From the data that follows, copy every line with the string "OpenRouterReasoner".
··········
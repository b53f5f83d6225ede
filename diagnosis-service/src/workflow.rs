use case_flow::{FlowRunner, Graph, GraphBuilder, Result, Session, SessionStorage};
use std::sync::Arc;

use crate::config::ServiceConfig;
use crate::models::{CaseRecord, PatientIntake, Specialist};
use crate::ports::{
    DocumentSummarizer, OcrLabSummarizer, OpenRouterReasoner, PdfReportRenderer, ReasoningPort,
    ReportRenderer,
};
use crate::routers::{
    AnalysisDecision, ChatDecision, ChatProgress, decide_after_analysis, decide_if_chat_needed,
    decide_to_continue_chat, route_to_specialist,
};
use crate::tasks::*;

pub const GRAPH_ID: &str = "diagnostic_workflow";

/// External collaborators the workflow steps call out to
#[derive(Clone)]
pub struct Ports {
    pub reasoning: Arc<dyn ReasoningPort>,
    pub documents: Arc<dyn DocumentSummarizer>,
    pub renderer: Arc<dyn ReportRenderer>,
}

impl Ports {
    /// Production adapters: OpenRouter reasoning, OCR lab summaries, PDF reports
    pub fn from_config(config: &ServiceConfig) -> Self {
        let reasoning: Arc<dyn ReasoningPort> = Arc::new(OpenRouterReasoner::new(
            &config.openrouter_api_key,
            config.models.clone(),
        ));
        Self {
            documents: Arc::new(OcrLabSummarizer::new(
                config.openrouter_api_key.clone(),
                config.ocr_model.clone(),
                reasoning.clone(),
            )),
            renderer: Arc::new(PdfReportRenderer::new(config.report_dir.clone())),
            reasoning,
        }
    }
}

#[derive(Debug, Clone, Copy, PartialEq, Eq)]
pub enum WorkflowMode {
    /// Suspend after every emitted question until the patient answers
    Interactive,
    /// Run straight through; questions are emitted but never answered
    Batch,
}

pub fn build_diagnostic_workflow(ports: &Ports, mode: WorkflowMode) -> Result<Graph<CaseRecord>> {
    let mut builder = GraphBuilder::<CaseRecord>::new(GRAPH_ID)
        .add_task(Arc::new(PreprocessTask::new(ports.reasoning.clone())))
        .add_task(Arc::new(ProcessLabReportsTask::new(ports.documents.clone())))
        .add_task(Arc::new(RefineQuestionsTask::new(ports.reasoning.clone())))
        .add_task(Arc::new(InitializeChatTask))
        .add_task(Arc::new(AskOneQuestionTask))
        .add_task(Arc::new(TriageTask::new(ports.reasoning.clone())))
        .add_task(Arc::new(GenerateReportTask::new(
            ports.reasoning.clone(),
            ports.renderer.clone(),
        )))
        .set_start_task(ids::PREPROCESS)
        .add_edge(ids::PREPROCESS, ids::PROCESS_LAB_REPORTS)
        .add_edge(ids::PROCESS_LAB_REPORTS, ids::REFINE_QUESTIONS)
        .add_conditional_edges(
            ids::REFINE_QUESTIONS,
            decide_if_chat_needed,
            [
                (ChatDecision::StartChat, ids::INITIALIZE_CHAT),
                (ChatDecision::NoChatNeeded, ids::TRIAGE_ROUTER),
            ],
        )
        .add_edge(ids::INITIALIZE_CHAT, ids::ASK_ONE_QUESTION)
        .add_conditional_edges(
            ids::ASK_ONE_QUESTION,
            decide_to_continue_chat,
            [
                (ChatProgress::ContinueChat, ids::ASK_ONE_QUESTION),
                (ChatProgress::EndChat, ids::TRIAGE_ROUTER),
            ],
        )
        .add_conditional_edges(
            ids::TRIAGE_ROUTER,
            route_to_specialist,
            Specialist::ALL.map(|specialist| (specialist, specialist.node_id())),
        );

    for specialist in Specialist::ALL {
        builder = builder
            .add_task(Arc::new(SpecialistAnalysisTask::new(
                specialist,
                ports.reasoning.clone(),
            )))
            .add_conditional_edges(
                specialist.node_id(),
                decide_after_analysis,
                [
                    (AnalysisDecision::AskMoreQuestions, ids::INITIALIZE_CHAT),
                    (AnalysisDecision::EndProcess, ids::GENERATE_REPORT),
                ],
            );
    }

    if mode == WorkflowMode::Interactive {
        builder = builder.interrupt_after(ids::ASK_ONE_QUESTION);
    }

    builder.build()
}

/// A new case positioned at the entry task
pub fn create_case_session(intake: PatientIntake) -> Session<CaseRecord> {
    Session::new(ids::PREPROCESS, CaseRecord::new(intake)).with_graph_id(GRAPH_ID)
}

pub fn create_flow_runner(
    ports: &Ports,
    storage: Arc<dyn SessionStorage<CaseRecord>>,
    max_steps: usize,
) -> Result<FlowRunner<CaseRecord>> {
    let graph = Arc::new(build_diagnostic_workflow(ports, WorkflowMode::Interactive)?);
    Ok(FlowRunner::new(graph, storage, max_steps))
}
··········
**Exercise answer:**
    DocumentSummarizer, OcrLabSummarizer, OpenRouterReasoner, PdfReportRenderer, ReasoningPort,
        let reasoning: Arc<dyn ReasoningPort> = Arc::new(OpenRouterReasoner::new(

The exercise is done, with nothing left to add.